START Data supplied
//! Item catalog loading and market name decoration.

use crate::market::{decorate, StatTrakMode, WearSelection};
use anyhow::{Context, Result};
use std::collections::HashSet;
use std::fmt;
use std::path::Path;
use tracing::debug;

/// Parses catalog text: one base name per line, trimmed, blank lines skipped.
pub fn parse_catalog(content: &str) -> Vec<String> {
    content.lines().map(str::trim).filter(|line| !line.is_empty()).map(String::from).collect()
}

/// Reads the item catalog. A missing file is an error; nothing is fetched without it.
pub fn load_catalog(path: impl AsRef<Path>) -> Result<Vec<String>> {
    let path = path.as_ref();
    debug!("Loading item catalog from: {}", path.display());

    let content = std::fs::read_to_string(path)
        .with_context(|| format!("Failed to read item catalog: {}", path.display()))?;

    let names = parse_catalog(&content);
    debug!("Loaded {} catalog entries", names.len());
    Ok(names)
}

/// The wear and StatTrak choices of one run.
#[derive(Debug, Clone, Copy, Default, PartialEq, Eq)]
pub struct Selection {
    pub wear: WearSelection,
    pub stattrak: StatTrakMode,
}

impl Selection {
    pub fn new(wear: WearSelection, stattrak: StatTrakMode) -> Self {
        Self { wear, stattrak }
    }

    /// Expands base names into full market names.
    ///
    /// Each base name yields one name per selected wear and StatTrak flag, regular
    /// before StatTrak and best wear first. Duplicates (names that already carried a
    /// suffix) are dropped, keeping the first occurrence.
    pub fn decorate(&self, base_names: &[String]) -> Vec<String> {
        let mut seen = HashSet::new();
        let mut names = Vec::new();

        for base in base_names {
            for &stattrak in self.stattrak.variants() {
                for wear in self.wear.wears() {
                    let name = decorate(base, Some(wear), stattrak);
                    if seen.insert(name.clone()) {
                        names.push(name);
                    }
                }
            }
        }

        names
    }
}

impl fmt::Display for Selection {
    fn fmt(&self, f: &mut fmt::Formatter<'_>) -> fmt::Result {
        write!(f, "wear: {}, StatTrak: {}", self.wear, self.stattrak)
    }
}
END Data supplied
- _Exercise instructions_
Only the lines from the line with "let mut seen = HashSet::new();" to the final line of the entries are to be returned, each exactly as written, both ends included.

- _Problem solution_
        let mut seen = HashSet::new();
        let mut names = Vec::new();

        for base in base_names {
            for &stattrak in self.stattrak.variants() {
                for wear in self.wear.wears() {
                    let name = decorate(base, Some(wear), stattrak);
                    if seen.insert(name.clone()) {
                        names.push(name);
                    }
                }
            }
        }

        names
    }
}

impl fmt::Display for Selection {
    fn fmt(&self, f: &mut fmt::Formatter<'_>) -> fmt::Result {
        write!(f, "wear: {}, StatTrak: {}", self.wear, self.stattrak)
    }
}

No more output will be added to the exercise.